Yılın ilk on gününü on hafta gibi yaşadığımız yoğun -ve her zamanki gibi trajik- gündem içinde yılbaşında yazmaya elverişli ruh hali ve zaman bulamamıştım. Hazır kardan dolayı eve kapanmışken biraz yazı yazayım dedim. Ve yılbaşında arkadaşlarımızla tercih ettiğimiz Bakucha Hotel & Spa ile başlamak istedim. Bizim için yılın ilk karını gördüğümüz yer de orası oldu bu arada. 31 Aralık Cumartesi günü İstanbul'dan yola çıkıp da tesise vardığımız öğleden sonra saatlerinde yağan lapa lapa kar etrafın yılbaşı ruhuna uygun bir görüntüye bürünmesini sağladı.

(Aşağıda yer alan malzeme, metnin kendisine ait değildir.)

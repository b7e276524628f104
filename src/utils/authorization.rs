// specdriven-service/src/utils/authorization.rs
//
// Single checkpoint for project-scoped permissions. Routes never compare
// roles themselves; they name the action and this module answers.
use crate::models::{CallerIdentity, Role, ServiceError};
use crate::utils::membership_storage;
use log::warn;

// Everything a caller can do to a project that needs a role check.
#[derive(Debug, Clone, Copy, PartialEq, Eq)]
pub enum Action {
    ViewProject,
    EditSpecification,
    ManageCollaborators,
    UpdateProject,
    DeleteProject,
    TransferOwnership,
    LeaveProject,
}

impl Action {
    // Minimum role for each action. Changing access rules means changing
    // this table, nothing else.
    pub fn required_role(self) -> Role {
        match self {
            Action::ViewProject => Role::Viewer,
            Action::LeaveProject => Role::Viewer,
            Action::EditSpecification => Role::Contributor,
            Action::ManageCollaborators => Role::Admin,
            Action::UpdateProject => Role::Admin,
            Action::DeleteProject => Role::Owner,
            Action::TransferOwnership => Role::Owner,
        }
    }
}

// Resolve the caller's role on the project and require it to meet the floor
// for `action`. No membership and too-low roles both come back as
// `InsufficientPermission`; the caller learns nothing about who else is on
// the project.
pub fn authorize(
    caller: &CallerIdentity,
    project_id: &str,
    action: Action,
) -> Result<Role, ServiceError> {
    let role = match membership_storage::get_role(project_id, &caller.user_id)? {
        Some(role) => role,
        None => {
            warn!(
                "Denied {:?} on project {}: user {} has no membership",
                action, project_id, caller.user_id
            );
            return Err(ServiceError::InsufficientPermission);
        }
    };

    let floor = action.required_role();
    if !role.at_least(floor) {
        warn!(
            "Denied {:?} on project {}: user {} is {:?}, needs {:?}",
            action, project_id, caller.user_id, role, floor
        );
        return Err(ServiceError::InsufficientPermission);
    }

    Ok(role)
}

// Rules for assigning `new_role` to a member who currently holds
// `target_current`. Shared by the set-role endpoint and invitation creation.
pub fn check_role_assignment(
    caller_role: Role,
    target_current: Role,
    new_role: Role,
    is_self: bool,
) -> Result<(), ServiceError> {
    if new_role == Role::Owner {
        return Err(ServiceError::InvalidRole(
            "the owner role can only be granted through an ownership transfer".to_string(),
        ));
    }
    if target_current == Role::Owner {
        return Err(ServiceError::CannotChangeOwnerRole);
    }
    // Nobody may lower their own access; losing admin takes another admin
    if is_self && new_role < caller_role {
        return Err(ServiceError::InsufficientPermission);
    }
    // Peers are protected: only a strictly higher role (or the owner)
    // may change an equal-or-higher member
    if !is_self && caller_role != Role::Owner && target_current >= caller_role {
        return Err(ServiceError::InsufficientPermission);
    }
    if new_role > caller_role {
        return Err(ServiceError::InsufficientPermission);
    }
    Ok(())
}

// Rules for removing a member. Leaving (self-removal) is always allowed
// below owner; removing someone else follows the same peer protection as
// role changes.
pub fn check_removal(
    caller_role: Role,
    target_role: Role,
    is_self: bool,
) -> Result<(), ServiceError> {
    if target_role == Role::Owner {
        return Err(ServiceError::CannotRemoveOwner);
    }
    if is_self {
        return Ok(());
    }
    if caller_role != Role::Owner && target_role >= caller_role {
        return Err(ServiceError::InsufficientPermission);
    }
    Ok(())
}

#[cfg(test)]
mod tests {
    use super::*;
    use crate::utils::{membership_storage, Deadline};
    use uuid::Uuid;

    fn caller(user_id: &str) -> CallerIdentity {
        CallerIdentity {
            user_id: user_id.to_string(),
            email: format!("{}@example.com", user_id),
        }
    }

    #[test]
    fn floors_follow_the_action_table() {
        assert_eq!(Action::ViewProject.required_role(), Role::Viewer);
        assert_eq!(Action::EditSpecification.required_role(), Role::Contributor);
        assert_eq!(Action::ManageCollaborators.required_role(), Role::Admin);
        assert_eq!(Action::UpdateProject.required_role(), Role::Admin);
        assert_eq!(Action::DeleteProject.required_role(), Role::Owner);
        assert_eq!(Action::TransferOwnership.required_role(), Role::Owner);
    }

    #[test]
    fn only_the_owner_may_delete_the_project() {
        let project_id = format!("authz-test-{}", Uuid::new_v4());
        let deadline = Deadline::for_request();

        membership_storage::initialize_project(&project_id, "owner-1", &deadline).unwrap();
        membership_storage::upsert(&project_id, "admin-1", Role::Admin, &deadline).unwrap();
        membership_storage::upsert(&project_id, "contrib-1", Role::Contributor, &deadline).unwrap();
        membership_storage::upsert(&project_id, "viewer-1", Role::Viewer, &deadline).unwrap();

        assert!(authorize(&caller("owner-1"), &project_id, Action::DeleteProject).is_ok());
        for blocked in ["admin-1", "contrib-1", "viewer-1", "stranger"] {
            assert!(matches!(
                authorize(&caller(blocked), &project_id, Action::DeleteProject),
                Err(ServiceError::InsufficientPermission)
            ));
        }

        // Every member may view; strangers may not
        for member in ["owner-1", "admin-1", "contrib-1", "viewer-1"] {
            assert!(authorize(&caller(member), &project_id, Action::ViewProject).is_ok());
        }
        assert!(authorize(&caller("stranger"), &project_id, Action::ViewProject).is_err());

        // Contributor can edit specs but not manage collaborators
        assert!(authorize(&caller("contrib-1"), &project_id, Action::EditSpecification).is_ok());
        assert!(authorize(&caller("contrib-1"), &project_id, Action::ManageCollaborators).is_err());

        membership_storage::remove_project(&project_id, &deadline).unwrap();
    }

    #[test]
    fn owner_role_is_never_assignable() {
        let err = check_role_assignment(Role::Owner, Role::Viewer, Role::Owner, false);
        assert!(matches!(err, Err(ServiceError::InvalidRole(_))));
    }

    #[test]
    fn owner_cannot_be_reassigned_even_by_themselves() {
        assert!(matches!(
            check_role_assignment(Role::Owner, Role::Owner, Role::Viewer, true),
            Err(ServiceError::CannotChangeOwnerRole)
        ));
        assert!(matches!(
            check_role_assignment(Role::Admin, Role::Owner, Role::Viewer, false),
            Err(ServiceError::CannotChangeOwnerRole)
        ));
    }

    #[test]
    fn self_demotion_is_blocked() {
        assert!(matches!(
            check_role_assignment(Role::Admin, Role::Admin, Role::Viewer, true),
            Err(ServiceError::InsufficientPermission)
        ));
        // Re-stating the current role is a no-op, not a demotion
        assert!(check_role_assignment(Role::Admin, Role::Admin, Role::Admin, true).is_ok());
    }

    #[test]
    fn admins_cannot_touch_other_admins() {
        assert!(matches!(
            check_role_assignment(Role::Admin, Role::Admin, Role::Viewer, false),
            Err(ServiceError::InsufficientPermission)
        ));
        assert!(matches!(
            check_removal(Role::Admin, Role::Admin, false),
            Err(ServiceError::InsufficientPermission)
        ));
        // The owner can
        assert!(check_role_assignment(Role::Owner, Role::Admin, Role::Viewer, false).is_ok());
        assert!(check_removal(Role::Owner, Role::Admin, false).is_ok());
    }

    #[test]
    fn no_granting_above_your_own_role() {
        assert!(matches!(
            check_role_assignment(Role::Admin, Role::Viewer, Role::Owner, false),
            Err(ServiceError::InvalidRole(_))
        ));
        // Equal to own level is fine
        assert!(check_role_assignment(Role::Admin, Role::Viewer, Role::Admin, false).is_ok());
    }

    #[test]
    fn owner_is_never_removable_but_members_may_leave() {
        assert!(matches!(
            check_removal(Role::Owner, Role::Owner, true),
            Err(ServiceError::CannotRemoveOwner)
        ));
        assert!(matches!(
            check_removal(Role::Admin, Role::Owner, false),
            Err(ServiceError::CannotRemoveOwner)
        ));
        assert!(check_removal(Role::Viewer, Role::Viewer, true).is_ok());
        assert!(check_removal(Role::Contributor, Role::Contributor, true).is_ok());
    }
}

Arcadia Bağları'nın içinde bir gastronomi oteli olan bu tesiste 26 suit oda, havuz (ve sıcak havuz), Sanitas Spa ve güzel yemekler bulunuyor. Odaların genişliği ve temizliği de harika. Ama siz siz olun bizim gibi kışın gitmeyin! Çünkü Tekirdağ'da, yani Balkanlar'dan gelen soğuk havayı yurda girmeden önce ilk karşılayan yerde kurulmuş bu otelde kaloriferler çalışmıyor. Şaka değil! Hatta klimalar bile yatana kadar teknik bir arızadan dolayı çalışamadı da en son gecenin köründe çalışmaya başladı. Sonuç olarak yılbaşına montlarımızla burnumuz donarak ya da giriş salonundaki şöminenin dibinde minik bir mangal kıvamında kokarak girebildik. Bu yüzden de ilkbahar ve yazın çok güzel olabilecek bu hafta sonu kaçamağını kışın önermiyorum.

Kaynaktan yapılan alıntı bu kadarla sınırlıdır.